7 F. Mit diesen rechtlichen Vorgaben des Verwaltungsgerichtshofes lässt sich auch der vorliegende Einzelfall lösen, ohne dass es weiterer höchstgerichtlicher Leitlinien bedarf. Das Bundesverwaltungsgericht ist in seiner Entscheidung von diesen Rechtsgrundsätzen auch nicht abgewichen.
8 Dem von der revisionswerbenden Partei für ihren Standpunkt ins Treffen geführten Vorfall aus dem Jahr 2013, der damit etwa vier Jahre zurückliegt, kommt auf Basis dieser Leitlinien der Rechtsprechung nicht mehr die gravierende Bedeutung zu, die diese ihm nach wie vor zumisst. Weder auf Grund des Vorbringens der revisionswerbenden Partei noch auf dem Boden der angefochtenen Entscheidung im Zusammenhalt mit den vorgelegten Verwaltungsakten besteht ein Anhaltspunkt dafür, dass die mitbeteiligte Partei seit diesem Vorfall ein weiteres einschlägiges, ihrer Vertrauenswürdigkeit adversielles Verhalten gesetzt hätte. Abgesehen von der Einstellung eines strafprozessualen Ermittlungsverfahrens nach Paragraph 190, Ziffer 2, StPO durch die Staatsanwaltschaft (die derart keinen tatsächlichen Grund zur weiteren Verfolgung der mitbeteiligten Partei sah) und dann dem hier gegenständlichen Verfahren war das besagte Fehlverhalten auf dem Boden des insofern unstrittigen Sachverhalts auch nicht Gegenstand weiterer behördlicher (bzw gerichtlicher) Verfahren. Zudem ging dem hier maßgeblichen Schlag, der von der mitbeteiligten Partei als assistierendem Arzt einem operierenden Arzt im Zuge einer mit Lokalanästhesie durchgeführten Operation versetzt wurde, auf dem Boden des insofern unstrittigen Sachverhalts voraus, dass der operierende Arzt auf dem Boden der mündlichen Verhandlung, offenbar entgegen der ärztlichen Praxis einer wiederholten Aufforderung seitens der mitbeteiligten Partei, Anästhetikum nachzuspritzen, nicht nachkam, obwohl die Person, die operiert wurde, Schmerzen artikulierte.
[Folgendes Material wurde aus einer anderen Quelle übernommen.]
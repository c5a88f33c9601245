//! Capabilities consumed by the gatherers
//!
//! Transport to the metrics APIs and the pod cache live behind these traits;
//! the gatherers only see samples, timestamps and pod snapshots.

use crate::models::PodMetricsInfo;
use anyhow::Result;
use chrono::{DateTime, Utc};
use k8s_openapi::api::autoscaling::v2::CrossVersionObjectReference;
use k8s_openapi::api::core::v1::Pod;
use kube::core::Selector;

pub use async_trait::async_trait;

/// Access to the resource, custom and external metrics APIs
#[async_trait]
pub trait MetricsClient: Send + Sync {
    /// Per-pod usage of a resource (milli-units) for pods matching `selector`
    async fn resource_metric(
        &self,
        resource: &str,
        namespace: &str,
        selector: &Selector,
    ) -> Result<(PodMetricsInfo, DateTime<Utc>)>;

    /// Per-pod samples of a custom metric
    async fn raw_metric(
        &self,
        metric_name: &str,
        namespace: &str,
        selector: &Selector,
        metric_selector: &Selector,
    ) -> Result<(PodMetricsInfo, DateTime<Utc>)>;

    /// Single value of a metric describing `object`
    async fn object_metric(
        &self,
        metric_name: &str,
        namespace: &str,
        object: &CrossVersionObjectReference,
        metric_selector: &Selector,
    ) -> Result<(i64, DateTime<Utc>)>;

    /// Values of every external series matching `metric_selector`
    async fn external_metric(
        &self,
        metric_name: &str,
        namespace: &str,
        metric_selector: &Selector,
    ) -> Result<(Vec<i64>, DateTime<Utc>)>;
}

/// Lists pods of a namespace matching a selector
#[async_trait]
pub trait PodLister: Send + Sync {
    async fn list_pods(&self, namespace: &str, selector: &Selector) -> Result<Vec<Pod>>;
}
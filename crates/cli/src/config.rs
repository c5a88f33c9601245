//! Configuration management for the CLI

use anyhow::{Context, Result};
use gather_lib::GatherConfig;
use serde::Deserialize;
use std::path::Path;
use std::time::Duration;

/// Log record format on stderr
#[derive(Debug, Clone, Copy, Default, PartialEq, Eq, Deserialize)]
#[serde(rename_all = "lowercase")]
pub enum LogFormat {
    #[default]
    Json,
    Text,
}

/// CLI settings, from an optional file overlaid with `K8S_GATHER_*` variables
#[derive(Debug, Clone, Deserialize)]
pub struct Settings {
    /// Seconds after turning ready during which resource samples are distrusted
    #[serde(default = "default_cpu_initialization_period")]
    pub cpu_initialization_period_secs: u64,

    /// Seconds after creation during which a never-ready pod is left out
    #[serde(default = "default_initial_readiness_delay")]
    pub initial_readiness_delay_secs: u64,

    #[serde(default)]
    pub log_format: LogFormat,

    /// Namespace used when neither the flag nor the snapshot names one
    #[serde(default = "default_namespace")]
    pub default_namespace: String,
}

fn default_cpu_initialization_period() -> u64 {
    300
}

fn default_initial_readiness_delay() -> u64 {
    30
}

fn default_namespace() -> String {
    "default".to_string()
}

impl Default for Settings {
    fn default() -> Self {
        Self {
            cpu_initialization_period_secs: default_cpu_initialization_period(),
            initial_readiness_delay_secs: default_initial_readiness_delay(),
            log_format: LogFormat::default(),
            default_namespace: default_namespace(),
        }
    }
}

impl Settings {
    /// Load settings from `path` (if given) and the environment
    pub fn load(path: Option<&Path>) -> Result<Self> {
        let mut builder = config::Config::builder();

        if let Some(path) = path {
            builder = builder.add_source(config::File::from(path).required(true));
        }

        let config = builder
            .add_source(config::Environment::with_prefix("K8S_GATHER").try_parsing(true))
            .build()
            .context("Failed to load configuration")?;

        config
            .try_deserialize()
            .context("Failed to parse configuration")
    }

    pub fn gather_config(&self) -> GatherConfig {
        GatherConfig {
            cpu_initialization_period: Duration::from_secs(self.cpu_initialization_period_secs),
            initial_readiness_delay: Duration::from_secs(self.initial_readiness_delay_secs),
        }
    }
}

#[cfg(test)]
mod tests {
    use super::*;
    use std::io::Write;

    #[test]
    fn test_defaults_match_library() {
        let settings = Settings::default();
        let config = settings.gather_config();
        let library = GatherConfig::default();

        assert_eq!(config.cpu_initialization_period, library.cpu_initialization_period);
        assert_eq!(config.initial_readiness_delay, library.initial_readiness_delay);
        assert_eq!(settings.log_format, LogFormat::Json);
        assert_eq!(settings.default_namespace, "default");
    }

    #[test]
    fn test_load_from_file() {
        let mut file = tempfile::Builder::new().suffix(".json").tempfile().unwrap();
        write!(
            file,
            r#"{{"cpu_initialization_period_secs": 120, "log_format": "text", "default_namespace": "shop"}}"#
        )
        .unwrap();

        let settings = Settings::load(Some(file.path())).unwrap();

        assert_eq!(settings.cpu_initialization_period_secs, 120);
        assert_eq!(settings.initial_readiness_delay_secs, 30);
        assert_eq!(settings.log_format, LogFormat::Text);
        assert_eq!(settings.default_namespace, "shop");
    }

    #[test]
    fn test_missing_file_is_an_error() {
        let result = Settings::load(Some(Path::new("/nonexistent/k8s-gather.json")));
        assert!(result.is_err());
    }
}
//! Output formatting utilities

use anyhow::{Context, Result};
use clap::ValueEnum;
use colored::Colorize;
use serde::Serialize;
use tabled::{settings::Style, Table, Tabled};

/// Output format for CLI commands
#[derive(Debug, Clone, Copy, Default, ValueEnum)]
pub enum OutputFormat {
    /// Table format (default)
    #[default]
    Table,
    /// JSON format
    Json,
}

/// Print a table, or pretty JSON of `json` when JSON output is selected
pub fn print_table<T: Tabled, J: Serialize + ?Sized>(
    items: &[T],
    json: &J,
    format: OutputFormat,
) -> Result<()> {
    match format {
        OutputFormat::Table => {
            if items.is_empty() {
                println!("{}", "No metrics gathered".yellow());
                return Ok(());
            }
            let table = Table::new(items).with(Style::rounded()).to_string();
            println!("{}", table);
        }
        OutputFormat::Json => {
            let json = serde_json::to_string_pretty(json).context("Failed to serialize output")?;
            println!("{}", json);
        }
    }
    Ok(())
}

/// Print a success message
pub fn print_success(message: &str) {
    println!("{} {}", "✓".green().bold(), message);
}

/// Print an error message
pub fn print_error(message: &str) {
    eprintln!("{} {}", "✗".red().bold(), message);
}

/// Print a warning message
pub fn print_warning(message: &str) {
    println!("{} {}", "⚠".yellow().bold(), message);
}

/// Format a milli-unit quantity the way kubectl does (`250m`, `1.5`)
pub fn format_milli(milli: i64) -> String {
    if milli % 1000 == 0 {
        format!("{}", milli / 1000)
    } else if milli.abs() >= 1000 {
        format!("{:.1}", milli as f64 / 1000.0)
    } else {
        format!("{}m", milli)
    }
}

/// Format a pod count, highlighting non-zero gaps
pub fn color_gap(count: usize) -> String {
    if count == 0 {
        count.to_string()
    } else {
        count.to_string().yellow().to_string()
    }
}
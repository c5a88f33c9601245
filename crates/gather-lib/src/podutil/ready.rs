//! Ready pod counting for object and external metrics

use super::facts::PodFacts;
use crate::client::PodLister;
use crate::error::GatherError;
use kube::core::Selector;
use std::sync::Arc;
use tracing::debug;

/// Counts running, ready pods of the scale target
#[derive(Clone)]
pub struct PodReadyCounter {
    pod_lister: Arc<dyn PodLister>,
}

impl PodReadyCounter {
    pub fn new(pod_lister: Arc<dyn PodLister>) -> Self {
        Self { pod_lister }
    }

    pub async fn ready_pod_count(
        &self,
        namespace: &str,
        selector: &Selector,
    ) -> Result<i64, GatherError> {
        let pods = self
            .pod_lister
            .list_pods(namespace, selector)
            .await
            .map_err(|e| {
                GatherError::fetch("unable to get pods while calculating replica count", e)
            })?;

        let ready = pods
            .iter()
            .filter(|p| PodFacts::from_pod(p).is_running_and_ready())
            .count() as i64;

        debug!(
            namespace = %namespace,
            selector = %selector,
            total = pods.len(),
            ready,
            "Counted ready pods"
        );

        Ok(ready)
    }
}
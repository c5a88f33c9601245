//! Source type helpers over `autoscaling/v2` metric specs

use k8s_openapi::api::autoscaling::v2::MetricSpec;
use std::fmt;

/// Source types a spec can route to
#[derive(Debug, Clone, Copy, PartialEq, Eq, Hash)]
pub enum MetricSourceType {
    Object,
    Pods,
    Resource,
    External,
}

impl MetricSourceType {
    /// Parse the spec's `type` field; `None` for unsupported types
    pub fn from_type(type_: &str) -> Option<Self> {
        match type_ {
            "Object" => Some(MetricSourceType::Object),
            "Pods" => Some(MetricSourceType::Pods),
            "Resource" => Some(MetricSourceType::Resource),
            "External" => Some(MetricSourceType::External),
            _ => None,
        }
    }

    /// Lowercase name used in messages and metric labels
    pub fn as_str(&self) -> &'static str {
        match self {
            MetricSourceType::Object => "object",
            MetricSourceType::Pods => "pods",
            MetricSourceType::Resource => "resource",
            MetricSourceType::External => "external",
        }
    }
}

impl fmt::Display for MetricSourceType {
    fn fmt(&self, f: &mut fmt::Formatter<'_>) -> fmt::Result {
        f.write_str(self.as_str())
    }
}

/// Label for metrics and logs: the source name, or the raw type if unsupported
pub fn source_label(spec: &MetricSpec) -> &str {
    MetricSourceType::from_type(&spec.type_)
        .map(|s| s.as_str())
        .unwrap_or(spec.type_.as_str())
}

/// Metric name of the populated source block, if it has one
pub fn metric_name(spec: &MetricSpec) -> Option<&str> {
    if let Some(resource) = &spec.resource {
        return Some(resource.name.as_str());
    }
    spec.pods
        .as_ref()
        .map(|s| &s.metric)
        .or_else(|| spec.object.as_ref().map(|s| &s.metric))
        .or_else(|| spec.external.as_ref().map(|s| &s.metric))
        .map(|m| m.name.as_str())
}

/// Target type of the populated source block
pub fn target_type(spec: &MetricSpec) -> Option<&str> {
    spec.resource
        .as_ref()
        .map(|s| &s.target)
        .or_else(|| spec.pods.as_ref().map(|s| &s.target))
        .or_else(|| spec.object.as_ref().map(|s| &s.target))
        .or_else(|| spec.external.as_ref().map(|s| &s.target))
        .map(|t| t.type_.as_str())
}

/// Names of every source block set on the spec
pub(crate) fn populated_blocks(spec: &MetricSpec) -> Vec<&'static str> {
    let mut set = Vec::new();
    if spec.object.is_some() {
        set.push(MetricSourceType::Object.as_str());
    }
    if spec.pods.is_some() {
        set.push(MetricSourceType::Pods.as_str());
    }
    if spec.resource.is_some() {
        set.push(MetricSourceType::Resource.as_str());
    }
    if spec.external.is_some() {
        set.push(MetricSourceType::External.as_str());
    }
    if spec.container_resource.is_some() {
        set.push("container resource");
    }
    set
}
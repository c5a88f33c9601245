//! Pod, spec and sample builders shared by unit tests

use crate::models::PodMetric;
use crate::selector::parse_selector;
use chrono::{DateTime, Duration, Utc};
use k8s_openapi::api::autoscaling::v2::{
    CrossVersionObjectReference, ExternalMetricSource, MetricIdentifier, MetricSpec,
    MetricTarget, ObjectMetricSource, PodsMetricSource, ResourceMetricSource,
};
use k8s_openapi::api::core::v1::{
    Container, Pod, PodCondition, PodSpec, PodStatus, ResourceRequirements,
};
use k8s_openapi::apimachinery::pkg::api::resource::Quantity;
use k8s_openapi::apimachinery::pkg::apis::meta::v1::{LabelSelector, ObjectMeta, Time};
use kube::core::Selector;
use std::collections::BTreeMap;

pub fn labels(pairs: &[(&str, &str)]) -> BTreeMap<String, String> {
    pairs
        .iter()
        .map(|(k, v)| (k.to_string(), v.to_string()))
        .collect()
}

/// Selector matching the given labels exactly
pub fn label_selector(pairs: &[(&str, &str)]) -> Selector {
    parse_selector(&LabelSelector {
        match_labels: Some(labels(pairs)),
        match_expressions: None,
    })
    .unwrap()
}

/// Container requesting the given quantities
pub fn container(name: &str, requests: &[(&str, &str)]) -> Container {
    Container {
        name: name.to_string(),
        resources: Some(ResourceRequirements {
            requests: Some(
                requests
                    .iter()
                    .map(|(r, q)| (r.to_string(), Quantity(q.to_string())))
                    .collect(),
            ),
            ..Default::default()
        }),
        ..Default::default()
    }
}

fn ready_condition(status: &str, transitioned: Option<DateTime<Utc>>) -> PodCondition {
    PodCondition {
        type_: "Ready".to_string(),
        status: status.to_string(),
        last_transition_time: transitioned.map(Time),
        ..Default::default()
    }
}

/// Running, ready pod created an hour before `now`, labelled `app=web`
pub fn ready_pod(name: &str, now: DateTime<Utc>) -> Pod {
    Pod {
        metadata: ObjectMeta {
            name: Some(name.to_string()),
            labels: Some(labels(&[("app", "web")])),
            creation_timestamp: Some(Time(now - Duration::hours(1))),
            ..Default::default()
        },
        spec: Some(PodSpec {
            containers: vec![container("app", &[("cpu", "500m"), ("memory", "1000")])],
            ..Default::default()
        }),
        status: Some(PodStatus {
            phase: Some("Running".to_string()),
            conditions: Some(vec![ready_condition(
                "True",
                Some(now - Duration::minutes(55)),
            )]),
            ..Default::default()
        }),
    }
}

/// Running pod with no recorded Ready transition, created `age` before `now`
///
/// A negative `age` puts the creation stamp ahead of `now`.
pub fn never_ready_pod(name: &str, age: Duration, now: DateTime<Utc>) -> Pod {
    let mut pod = ready_pod(name, now);
    pod.metadata.creation_timestamp = Some(Time(now - age));
    set_ready(&mut pod, ready_condition("False", None));
    pod
}

/// Currently unready pod whose Ready condition last changed at `transitioned`
pub fn unready_pod(name: &str, transitioned: DateTime<Utc>, now: DateTime<Utc>) -> Pod {
    let mut pod = ready_pod(name, now);
    set_ready(&mut pod, ready_condition("False", Some(transitioned)));
    pod
}

fn set_ready(pod: &mut Pod, condition: PodCondition) {
    if let Some(status) = pod.status.as_mut() {
        status.conditions = Some(vec![condition]);
    }
}

pub fn set_labels(pod: &mut Pod, pairs: &[(&str, &str)]) {
    pod.metadata.labels = Some(labels(pairs));
}

pub fn set_phase(pod: &mut Pod, phase: &str) {
    if let Some(status) = pod.status.as_mut() {
        status.phase = Some(phase.to_string());
    }
}

pub fn add_container(pod: &mut Pod, container: Container) {
    if let Some(spec) = pod.spec.as_mut() {
        spec.containers.push(container);
    }
}

pub fn sample(value: i64, timestamp: DateTime<Utc>) -> PodMetric {
    PodMetric { timestamp, value }
}

pub fn target(target_type: &str) -> MetricTarget {
    MetricTarget {
        type_: target_type.to_string(),
        ..Default::default()
    }
}

pub fn identifier(name: &str) -> MetricIdentifier {
    MetricIdentifier {
        name: name.to_string(),
        selector: None,
    }
}

pub fn resource_spec(name: &str, target_type: &str) -> MetricSpec {
    MetricSpec {
        type_: "Resource".to_string(),
        resource: Some(ResourceMetricSource {
            name: name.to_string(),
            target: target(target_type),
        }),
        ..Default::default()
    }
}

pub fn pods_spec(metric: MetricIdentifier, target_type: &str) -> MetricSpec {
    MetricSpec {
        type_: "Pods".to_string(),
        pods: Some(PodsMetricSource {
            metric,
            target: target(target_type),
        }),
        ..Default::default()
    }
}

pub fn object_spec(
    described_object: CrossVersionObjectReference,
    metric: MetricIdentifier,
    target_type: &str,
) -> MetricSpec {
    MetricSpec {
        type_: "Object".to_string(),
        object: Some(ObjectMetricSource {
            described_object,
            metric,
            target: target(target_type),
        }),
        ..Default::default()
    }
}

pub fn external_spec(metric: MetricIdentifier, target_type: &str) -> MetricSpec {
    MetricSpec {
        type_: "External".to_string(),
        external: Some(ExternalMetricSource {
            metric,
            target: target(target_type),
        }),
        ..Default::default()
    }
}

pub fn ingress() -> CrossVersionObjectReference {
    CrossVersionObjectReference {
        api_version: Some("networking.k8s.io/v1".to_string()),
        kind: "Ingress".to_string(),
        name: "main".to_string(),
    }
}
//! Metrics describing a single Kubernetes object

use super::average_over_ready;
use crate::client::MetricsClient;
use crate::error::GatherError;
use crate::metric::{MetricValue, ObjectMetric};
use crate::podutil::PodReadyCounter;
use k8s_openapi::api::autoscaling::v2::CrossVersionObjectReference;
use kube::core::Selector;
use std::sync::Arc;

#[derive(Clone)]
pub struct ObjectGather {
    metrics_client: Arc<dyn MetricsClient>,
    ready_counter: PodReadyCounter,
}

impl ObjectGather {
    pub fn new(metrics_client: Arc<dyn MetricsClient>, ready_counter: PodReadyCounter) -> Self {
        Self {
            metrics_client,
            ready_counter,
        }
    }

    /// Value target: the object's value as-is
    pub async fn get_metric(
        &self,
        metric_name: &str,
        namespace: &str,
        object: &CrossVersionObjectReference,
        selector: &Selector,
        metric_selector: &Selector,
    ) -> Result<ObjectMetric, GatherError> {
        let (value, timestamp) = self
            .fetch(metric_name, namespace, object, metric_selector)
            .await?;
        let ready_pod_count = self.ready_counter.ready_pod_count(namespace, selector).await?;

        Ok(ObjectMetric {
            current: MetricValue::value(value),
            ready_pod_count: Some(ready_pod_count),
            timestamp,
        })
    }

    /// Average value target: the object's value spread across ready pods
    pub async fn get_per_pod_metric(
        &self,
        metric_name: &str,
        namespace: &str,
        object: &CrossVersionObjectReference,
        selector: &Selector,
        metric_selector: &Selector,
    ) -> Result<ObjectMetric, GatherError> {
        let (value, timestamp) = self
            .fetch(metric_name, namespace, object, metric_selector)
            .await?;
        let ready_pod_count = self.ready_counter.ready_pod_count(namespace, selector).await?;

        Ok(ObjectMetric {
            current: MetricValue::average_value(average_over_ready(value, ready_pod_count)),
            ready_pod_count: Some(ready_pod_count),
            timestamp,
        })
    }

    async fn fetch(
        &self,
        metric_name: &str,
        namespace: &str,
        object: &CrossVersionObjectReference,
        metric_selector: &Selector,
    ) -> Result<(i64, chrono::DateTime<chrono::Utc>), GatherError> {
        self.metrics_client
            .object_metric(metric_name, namespace, object, metric_selector)
            .await
            .map_err(|e| {
                GatherError::fetch(
                    format!(
                        "unable to get metric {}: {} on {} {}",
                        metric_name, object.kind, namespace, object.name
                    ),
                    e,
                )
            })
    }
}
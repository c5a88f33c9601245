//! Error types for metric gathering

use thiserror::Error;

/// Boxed cause carried by [`GatherError::Fetch`]
pub type BoxError = Box<dyn std::error::Error + Send + Sync + 'static>;

/// Errors produced while gathering metrics for a scale target
#[derive(Debug, Error)]
pub enum GatherError {
    /// A metric spec has the wrong shape or an unsupported target type
    #[error("{0}")]
    Validation(String),

    /// A workload or metric selector could not be resolved or is malformed
    #[error("{0}")]
    Selector(String),

    /// A fetch/listing capability failed, or an inner error wrapped with context
    #[error("{context}: {source}")]
    Fetch {
        context: String,
        #[source]
        source: BoxError,
    },

    /// The pod selector matched nothing
    #[error("no pods returned by selector while calculating replica count")]
    NoPods,

    /// A container has no request for the resource being measured
    #[error("missing request for {resource}")]
    MissingRequest { resource: String },

    /// A resource quantity could not be read as milli-units
    #[error("invalid quantity {quantity:?} for {resource}: {reason}")]
    Quantity {
        resource: String,
        quantity: String,
        reason: String,
    },

    /// A sum of samples or requests does not fit in 64 bits
    #[error("{0} overflows a 64-bit milli value")]
    Overflow(String),

    /// Every metric spec failed
    #[error("invalid metrics ({invalid} invalid out of {total}), first error is: {first}")]
    Aggregate {
        invalid: usize,
        total: usize,
        first: Box<GatherError>,
    },
}

impl GatherError {
    /// Wrap a capability failure with the operation that failed
    pub fn fetch(context: impl Into<String>, source: impl Into<BoxError>) -> Self {
        GatherError::Fetch {
            context: context.into(),
            source: source.into(),
        }
    }

    /// Wrap this error with an outer context message
    pub fn within(self, context: impl Into<String>) -> Self {
        GatherError::Fetch {
            context: context.into(),
            source: Box::new(self),
        }
    }
}
//! Label selectors and pod selector resolution for scale targets
//!
//! A scale target is either one of the `apps/v1` workloads or any other
//! object carrying `spec.selector`. Both resolve to a validated
//! [`Selector`] used for pod listing and series matching.

use crate::error::GatherError;
use k8s_openapi::api::apps::v1::{Deployment, ReplicaSet, StatefulSet};
use k8s_openapi::apimachinery::pkg::apis::meta::v1::LabelSelector;
use kube::core::{DynamicObject, Selector};
use serde::{Deserialize, Deserializer, Serialize, Serializer};
use serde_json::Value;
use std::collections::BTreeMap;

/// Check a label selector's requirements and convert it for matching
///
/// `In`/`NotIn` need values, `Exists`/`DoesNotExist` must have none.
pub fn parse_selector(selector: &LabelSelector) -> Result<Selector, GatherError> {
    for req in selector.match_expressions.iter().flatten() {
        if req.key.is_empty() {
            return Err(GatherError::Selector(
                "invalid selector: requirement key must not be empty".to_string(),
            ));
        }
        let values = req.values.as_deref().unwrap_or_default();
        match req.operator.as_str() {
            "In" | "NotIn" if values.is_empty() => {
                return Err(GatherError::Selector(format!(
                    "invalid selector: values must be non-empty for {} on key {}",
                    req.operator, req.key
                )));
            }
            "Exists" | "DoesNotExist" if !values.is_empty() => {
                return Err(GatherError::Selector(format!(
                    "invalid selector: values must be empty for {} on key {}",
                    req.operator, req.key
                )));
            }
            _ => {}
        }
    }

    Selector::try_from(selector.clone())
        .map_err(|e| GatherError::Selector(format!("invalid selector: {}", e)))
}

/// The scale target whose pods are measured
#[derive(Debug, Clone)]
pub enum Workload {
    Deployment(Deployment),
    StatefulSet(StatefulSet),
    ReplicaSet(ReplicaSet),
    /// Any other kind, read through `spec.selector`
    Unstructured(DynamicObject),
}

impl Workload {
    /// Typed for `apps/v1` workloads, unstructured for everything else
    pub fn from_value(value: Value) -> Result<Self, serde_json::Error> {
        let api_version = value.get("apiVersion").and_then(Value::as_str);
        let kind = match (api_version, value.get("kind").and_then(Value::as_str)) {
            (Some("apps/v1"), Some(kind)) => kind.to_string(),
            _ => String::new(),
        };

        match kind.as_str() {
            "Deployment" => serde_json::from_value(value).map(Workload::Deployment),
            "StatefulSet" => serde_json::from_value(value).map(Workload::StatefulSet),
            "ReplicaSet" => serde_json::from_value(value).map(Workload::ReplicaSet),
            _ => serde_json::from_value(value).map(Workload::Unstructured),
        }
    }

    pub fn kind(&self) -> &str {
        match self {
            Workload::Deployment(_) => "Deployment",
            Workload::StatefulSet(_) => "StatefulSet",
            Workload::ReplicaSet(_) => "ReplicaSet",
            Workload::Unstructured(obj) => obj
                .types
                .as_ref()
                .map(|t| t.kind.as_str())
                .or_else(|| obj.data.get("kind").and_then(Value::as_str))
                .unwrap_or("Unknown"),
        }
    }

    pub fn name(&self) -> Option<&str> {
        let metadata = match self {
            Workload::Deployment(w) => &w.metadata,
            Workload::StatefulSet(w) => &w.metadata,
            Workload::ReplicaSet(w) => &w.metadata,
            Workload::Unstructured(obj) => &obj.metadata,
        };
        metadata.name.as_deref()
    }

    /// `Kind/name` for log and error messages
    pub fn describe(&self) -> String {
        format!("{}/{}", self.kind(), self.name().unwrap_or("unnamed"))
    }

    fn label_selector(&self) -> Result<LabelSelector, String> {
        let typed = match self {
            Workload::Deployment(w) => w.spec.as_ref().map(|s| &s.selector),
            Workload::StatefulSet(w) => w.spec.as_ref().map(|s| &s.selector),
            Workload::ReplicaSet(w) => w.spec.as_ref().map(|s| &s.selector),
            Workload::Unstructured(obj) => return selector_from_value(&obj.data),
        };
        typed
            .cloned()
            .ok_or_else(|| "selector is not set".to_string())
    }
}

impl<'de> Deserialize<'de> for Workload {
    fn deserialize<D: Deserializer<'de>>(deserializer: D) -> Result<Self, D::Error> {
        let value = Value::deserialize(deserializer)?;
        Workload::from_value(value).map_err(serde::de::Error::custom)
    }
}

impl Serialize for Workload {
    fn serialize<S: Serializer>(&self, serializer: S) -> Result<S::Ok, S::Error> {
        match self {
            Workload::Deployment(w) => w.serialize(serializer),
            Workload::StatefulSet(w) => w.serialize(serializer),
            Workload::ReplicaSet(w) => w.serialize(serializer),
            Workload::Unstructured(obj) => obj.serialize(serializer),
        }
    }
}

/// Resolves the pod selector of a scale target
pub trait SelectorResolver: Send + Sync {
    fn selector_for(&self, workload: &Workload) -> Result<Selector, GatherError>;
}

/// Reads the typed `spec.selector`, or the generic one for other kinds
#[derive(Debug, Clone, Copy, Default)]
pub struct WorkloadSelectorResolver;

impl SelectorResolver for WorkloadSelectorResolver {
    fn selector_for(&self, workload: &Workload) -> Result<Selector, GatherError> {
        let selector = workload.label_selector().map_err(|reason| {
            GatherError::Selector(format!(
                "unable to resolve pod selector for {}: {}",
                workload.describe(),
                reason
            ))
        })?;

        parse_selector(&selector)
    }
}

/// `spec.selector` is either a LabelSelector or a flat label map
/// (ReplicationController style)
fn selector_from_value(data: &Value) -> Result<LabelSelector, String> {
    let raw = data
        .pointer("/spec/selector")
        .ok_or_else(|| "spec.selector is not set".to_string())?;

    let obj = raw
        .as_object()
        .ok_or_else(|| "spec.selector is not an object".to_string())?;

    if obj.contains_key("matchLabels") || obj.contains_key("matchExpressions") {
        return serde_json::from_value(raw.clone()).map_err(|e| e.to_string());
    }

    let mut labels = BTreeMap::new();
    for (key, val) in obj {
        let val = val
            .as_str()
            .ok_or_else(|| format!("spec.selector.{} is not a string", key))?;
        labels.insert(key.clone(), val.to_string());
    }
    Ok(LabelSelector {
        match_labels: Some(labels),
        match_expressions: None,
    })
}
9 Vor diesem Hintergrund hat das Bundesverwaltungsgericht das einmalige, situativ besonders gelagerte Fehlverhalten der mitbeteiligten Partei im Einklang mit den Leitlinien der Rechtsprechung nicht als so gravierend erachtet, dass eine Vertrauenswürdigkeit der mitbeteiligten Partei zum Zeitpunkt seiner Entscheidung nicht (mehr) gegeben gewesen wäre.
10 G. In der Revision werden somit keine Rechtsfragen aufgeworfen, denen im Sinne des Artikel 133, Absatz 4, B-VG grundsätzliche Bedeutung zukäme. Die Revision war daher nach Einleitung des Vorverfahrens zurückzuweisen.
11 Der Spruch über den Aufwandersatz gründet auf Paragraphen 47, ff VwGG in Verbindung mit der VwGH-Aufwandersatzverordnung 2014.